> **Exercise instructions**
Search the listing below, and show each line that includes the word "only".

> **Records supplied**
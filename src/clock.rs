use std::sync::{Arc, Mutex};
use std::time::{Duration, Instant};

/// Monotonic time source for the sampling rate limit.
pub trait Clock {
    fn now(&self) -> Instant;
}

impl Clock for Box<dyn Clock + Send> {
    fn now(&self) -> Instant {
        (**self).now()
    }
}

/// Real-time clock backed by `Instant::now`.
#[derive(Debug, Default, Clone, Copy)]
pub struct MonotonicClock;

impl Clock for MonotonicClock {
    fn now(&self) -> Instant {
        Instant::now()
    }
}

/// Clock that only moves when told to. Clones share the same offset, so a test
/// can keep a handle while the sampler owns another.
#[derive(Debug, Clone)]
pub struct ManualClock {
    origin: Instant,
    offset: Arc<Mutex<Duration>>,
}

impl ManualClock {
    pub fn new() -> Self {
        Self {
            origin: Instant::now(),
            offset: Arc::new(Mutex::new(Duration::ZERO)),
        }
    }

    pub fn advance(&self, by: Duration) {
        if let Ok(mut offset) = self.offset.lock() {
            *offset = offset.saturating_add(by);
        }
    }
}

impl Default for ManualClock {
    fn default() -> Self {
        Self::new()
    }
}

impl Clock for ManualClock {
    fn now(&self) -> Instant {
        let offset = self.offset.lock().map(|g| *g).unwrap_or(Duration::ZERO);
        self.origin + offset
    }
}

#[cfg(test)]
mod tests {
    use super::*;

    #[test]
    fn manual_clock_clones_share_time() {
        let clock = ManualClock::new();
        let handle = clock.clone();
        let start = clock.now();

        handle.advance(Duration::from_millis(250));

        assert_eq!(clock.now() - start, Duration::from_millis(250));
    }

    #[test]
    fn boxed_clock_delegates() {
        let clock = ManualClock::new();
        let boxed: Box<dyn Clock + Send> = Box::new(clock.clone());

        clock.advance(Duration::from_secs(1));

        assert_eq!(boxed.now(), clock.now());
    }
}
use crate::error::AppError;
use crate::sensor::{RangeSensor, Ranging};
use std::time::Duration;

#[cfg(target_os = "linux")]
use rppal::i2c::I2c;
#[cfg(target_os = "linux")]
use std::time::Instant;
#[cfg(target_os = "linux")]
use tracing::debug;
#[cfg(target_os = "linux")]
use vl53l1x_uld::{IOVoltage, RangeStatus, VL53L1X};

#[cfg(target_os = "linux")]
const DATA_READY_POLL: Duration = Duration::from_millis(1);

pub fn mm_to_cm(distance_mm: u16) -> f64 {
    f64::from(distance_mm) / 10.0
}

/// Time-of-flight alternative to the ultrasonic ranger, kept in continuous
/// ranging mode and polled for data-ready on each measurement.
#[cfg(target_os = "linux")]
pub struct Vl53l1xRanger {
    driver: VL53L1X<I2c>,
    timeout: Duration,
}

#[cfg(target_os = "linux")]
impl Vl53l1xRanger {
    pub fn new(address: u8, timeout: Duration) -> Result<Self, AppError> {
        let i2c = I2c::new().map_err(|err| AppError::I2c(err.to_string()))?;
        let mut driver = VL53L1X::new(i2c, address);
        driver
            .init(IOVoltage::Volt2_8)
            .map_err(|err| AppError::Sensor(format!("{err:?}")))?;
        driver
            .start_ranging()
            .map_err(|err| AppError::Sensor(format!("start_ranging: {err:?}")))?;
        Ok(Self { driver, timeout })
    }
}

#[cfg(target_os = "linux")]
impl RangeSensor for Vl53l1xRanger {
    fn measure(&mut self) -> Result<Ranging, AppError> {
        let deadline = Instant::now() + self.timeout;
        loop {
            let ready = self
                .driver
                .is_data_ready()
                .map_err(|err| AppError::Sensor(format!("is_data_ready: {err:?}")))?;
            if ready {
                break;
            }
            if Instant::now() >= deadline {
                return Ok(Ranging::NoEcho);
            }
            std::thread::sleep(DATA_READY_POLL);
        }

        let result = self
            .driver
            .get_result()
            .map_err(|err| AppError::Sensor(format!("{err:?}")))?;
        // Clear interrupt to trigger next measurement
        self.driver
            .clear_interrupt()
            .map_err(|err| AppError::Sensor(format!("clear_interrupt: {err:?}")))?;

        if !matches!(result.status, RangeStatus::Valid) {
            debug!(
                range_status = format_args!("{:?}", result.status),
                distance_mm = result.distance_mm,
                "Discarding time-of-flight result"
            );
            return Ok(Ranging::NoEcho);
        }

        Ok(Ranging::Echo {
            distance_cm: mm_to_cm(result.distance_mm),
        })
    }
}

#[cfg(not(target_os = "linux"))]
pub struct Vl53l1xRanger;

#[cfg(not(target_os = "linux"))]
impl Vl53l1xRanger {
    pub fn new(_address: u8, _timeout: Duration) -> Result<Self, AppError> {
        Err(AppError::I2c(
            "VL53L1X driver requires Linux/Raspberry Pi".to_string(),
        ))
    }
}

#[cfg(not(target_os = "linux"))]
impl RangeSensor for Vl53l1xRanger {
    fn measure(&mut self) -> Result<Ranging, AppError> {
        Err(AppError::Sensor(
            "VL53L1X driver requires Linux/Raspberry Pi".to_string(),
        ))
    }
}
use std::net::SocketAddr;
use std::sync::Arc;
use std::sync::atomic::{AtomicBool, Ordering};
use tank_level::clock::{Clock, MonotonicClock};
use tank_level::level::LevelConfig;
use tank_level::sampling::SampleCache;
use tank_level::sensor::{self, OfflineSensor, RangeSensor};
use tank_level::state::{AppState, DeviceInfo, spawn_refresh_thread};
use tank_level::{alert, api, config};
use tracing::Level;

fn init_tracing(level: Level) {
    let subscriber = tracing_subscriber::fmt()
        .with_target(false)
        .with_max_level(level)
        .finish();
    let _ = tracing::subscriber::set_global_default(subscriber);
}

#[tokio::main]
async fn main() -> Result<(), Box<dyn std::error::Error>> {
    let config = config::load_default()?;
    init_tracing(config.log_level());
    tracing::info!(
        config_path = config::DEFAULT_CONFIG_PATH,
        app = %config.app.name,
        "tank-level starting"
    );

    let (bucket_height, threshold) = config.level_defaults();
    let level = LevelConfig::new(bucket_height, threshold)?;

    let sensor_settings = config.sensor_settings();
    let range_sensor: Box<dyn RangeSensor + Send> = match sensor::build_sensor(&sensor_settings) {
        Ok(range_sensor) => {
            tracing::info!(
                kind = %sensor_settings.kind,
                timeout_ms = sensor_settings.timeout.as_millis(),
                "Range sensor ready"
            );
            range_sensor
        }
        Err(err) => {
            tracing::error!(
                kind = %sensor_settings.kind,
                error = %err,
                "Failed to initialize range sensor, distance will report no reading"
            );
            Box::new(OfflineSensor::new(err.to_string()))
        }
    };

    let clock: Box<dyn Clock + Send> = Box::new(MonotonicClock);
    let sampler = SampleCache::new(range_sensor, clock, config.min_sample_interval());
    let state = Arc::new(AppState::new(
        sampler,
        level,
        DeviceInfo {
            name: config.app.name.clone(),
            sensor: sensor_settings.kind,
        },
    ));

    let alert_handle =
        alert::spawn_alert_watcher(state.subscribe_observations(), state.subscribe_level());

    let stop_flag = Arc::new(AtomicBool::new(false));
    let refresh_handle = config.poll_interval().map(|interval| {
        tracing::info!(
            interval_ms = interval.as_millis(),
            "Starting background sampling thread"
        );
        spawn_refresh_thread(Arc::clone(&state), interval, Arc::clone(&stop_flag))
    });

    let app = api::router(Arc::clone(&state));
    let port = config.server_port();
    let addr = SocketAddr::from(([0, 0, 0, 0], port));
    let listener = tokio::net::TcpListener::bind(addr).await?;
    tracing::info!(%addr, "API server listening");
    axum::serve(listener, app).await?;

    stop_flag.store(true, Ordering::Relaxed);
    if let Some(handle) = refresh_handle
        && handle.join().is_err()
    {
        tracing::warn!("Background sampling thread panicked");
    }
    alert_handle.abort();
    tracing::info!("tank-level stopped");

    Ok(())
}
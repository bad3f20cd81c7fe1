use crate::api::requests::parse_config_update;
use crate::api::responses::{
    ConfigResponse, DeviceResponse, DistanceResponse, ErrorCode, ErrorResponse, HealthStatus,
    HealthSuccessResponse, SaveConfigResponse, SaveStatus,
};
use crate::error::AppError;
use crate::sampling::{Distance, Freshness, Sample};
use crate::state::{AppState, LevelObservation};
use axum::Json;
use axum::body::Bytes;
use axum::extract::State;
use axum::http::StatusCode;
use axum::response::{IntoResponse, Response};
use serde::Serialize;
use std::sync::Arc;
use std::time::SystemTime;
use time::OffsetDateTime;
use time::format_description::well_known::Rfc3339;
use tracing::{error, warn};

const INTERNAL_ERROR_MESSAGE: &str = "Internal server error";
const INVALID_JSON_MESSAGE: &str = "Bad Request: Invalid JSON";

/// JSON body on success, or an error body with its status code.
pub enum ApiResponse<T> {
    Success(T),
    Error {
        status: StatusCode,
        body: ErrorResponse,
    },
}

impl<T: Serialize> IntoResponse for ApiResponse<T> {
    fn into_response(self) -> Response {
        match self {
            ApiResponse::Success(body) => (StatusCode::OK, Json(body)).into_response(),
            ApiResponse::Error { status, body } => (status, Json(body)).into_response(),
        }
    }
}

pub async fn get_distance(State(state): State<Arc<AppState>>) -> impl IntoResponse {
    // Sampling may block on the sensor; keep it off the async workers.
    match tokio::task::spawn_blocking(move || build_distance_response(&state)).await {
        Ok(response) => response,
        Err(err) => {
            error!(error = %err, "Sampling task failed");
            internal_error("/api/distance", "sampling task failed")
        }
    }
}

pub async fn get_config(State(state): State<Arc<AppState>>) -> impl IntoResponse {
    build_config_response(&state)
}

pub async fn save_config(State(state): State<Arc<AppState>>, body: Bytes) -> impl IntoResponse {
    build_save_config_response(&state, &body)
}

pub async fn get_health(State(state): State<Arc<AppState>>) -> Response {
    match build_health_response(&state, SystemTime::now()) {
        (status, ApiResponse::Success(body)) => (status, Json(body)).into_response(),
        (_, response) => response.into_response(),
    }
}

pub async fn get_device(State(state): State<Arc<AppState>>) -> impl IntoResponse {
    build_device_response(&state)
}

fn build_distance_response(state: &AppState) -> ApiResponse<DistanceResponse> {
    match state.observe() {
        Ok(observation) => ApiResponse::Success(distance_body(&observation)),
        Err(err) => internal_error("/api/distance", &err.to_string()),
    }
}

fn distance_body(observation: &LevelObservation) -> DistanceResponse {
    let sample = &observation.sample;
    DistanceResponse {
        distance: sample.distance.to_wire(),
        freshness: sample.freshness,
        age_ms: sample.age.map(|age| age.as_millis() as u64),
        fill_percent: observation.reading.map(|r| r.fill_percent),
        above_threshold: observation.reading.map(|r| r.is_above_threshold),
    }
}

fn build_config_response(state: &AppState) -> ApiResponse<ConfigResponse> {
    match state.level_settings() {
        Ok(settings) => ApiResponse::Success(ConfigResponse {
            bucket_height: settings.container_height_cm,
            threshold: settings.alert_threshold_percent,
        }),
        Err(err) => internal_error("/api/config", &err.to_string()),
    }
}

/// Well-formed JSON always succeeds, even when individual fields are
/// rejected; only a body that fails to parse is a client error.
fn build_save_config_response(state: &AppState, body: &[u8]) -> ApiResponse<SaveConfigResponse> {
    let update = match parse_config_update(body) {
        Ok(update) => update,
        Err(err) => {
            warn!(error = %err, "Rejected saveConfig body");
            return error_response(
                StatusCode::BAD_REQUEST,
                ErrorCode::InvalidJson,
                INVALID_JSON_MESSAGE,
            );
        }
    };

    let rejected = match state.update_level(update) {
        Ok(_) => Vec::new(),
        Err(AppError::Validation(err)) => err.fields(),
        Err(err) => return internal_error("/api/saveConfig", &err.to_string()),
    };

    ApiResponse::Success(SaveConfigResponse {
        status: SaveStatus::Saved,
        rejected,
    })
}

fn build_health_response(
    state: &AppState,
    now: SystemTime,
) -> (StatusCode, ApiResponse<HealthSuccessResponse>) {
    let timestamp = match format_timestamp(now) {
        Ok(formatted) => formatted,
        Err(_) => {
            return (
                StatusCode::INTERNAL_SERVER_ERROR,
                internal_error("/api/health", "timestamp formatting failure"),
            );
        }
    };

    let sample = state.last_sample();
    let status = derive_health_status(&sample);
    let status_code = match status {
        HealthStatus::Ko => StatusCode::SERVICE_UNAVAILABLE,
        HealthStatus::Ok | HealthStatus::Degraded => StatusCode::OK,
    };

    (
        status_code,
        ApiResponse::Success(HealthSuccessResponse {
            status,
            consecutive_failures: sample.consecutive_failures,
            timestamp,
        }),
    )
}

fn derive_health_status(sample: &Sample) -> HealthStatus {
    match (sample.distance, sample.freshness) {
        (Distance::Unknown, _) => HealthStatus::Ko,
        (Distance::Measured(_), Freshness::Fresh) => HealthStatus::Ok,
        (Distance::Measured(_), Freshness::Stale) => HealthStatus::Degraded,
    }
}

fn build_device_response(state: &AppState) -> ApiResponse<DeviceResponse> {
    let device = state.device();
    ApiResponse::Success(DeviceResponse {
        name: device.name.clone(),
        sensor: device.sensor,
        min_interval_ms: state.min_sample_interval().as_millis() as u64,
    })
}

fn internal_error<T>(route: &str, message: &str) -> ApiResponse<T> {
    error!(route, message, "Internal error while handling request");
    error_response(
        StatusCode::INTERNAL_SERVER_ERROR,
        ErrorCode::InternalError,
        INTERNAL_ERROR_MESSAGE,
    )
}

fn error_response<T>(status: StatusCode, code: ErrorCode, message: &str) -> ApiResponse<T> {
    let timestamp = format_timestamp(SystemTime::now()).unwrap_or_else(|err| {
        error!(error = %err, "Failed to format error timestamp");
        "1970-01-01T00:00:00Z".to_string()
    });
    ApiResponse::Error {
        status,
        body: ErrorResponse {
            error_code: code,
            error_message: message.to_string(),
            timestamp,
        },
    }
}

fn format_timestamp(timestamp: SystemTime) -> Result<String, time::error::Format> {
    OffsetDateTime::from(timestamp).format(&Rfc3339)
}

> **The answer**
/// Clock that only moves when told to. Clones share the same offset, so a test
/// rejected; only a body that fails to parse is a client error.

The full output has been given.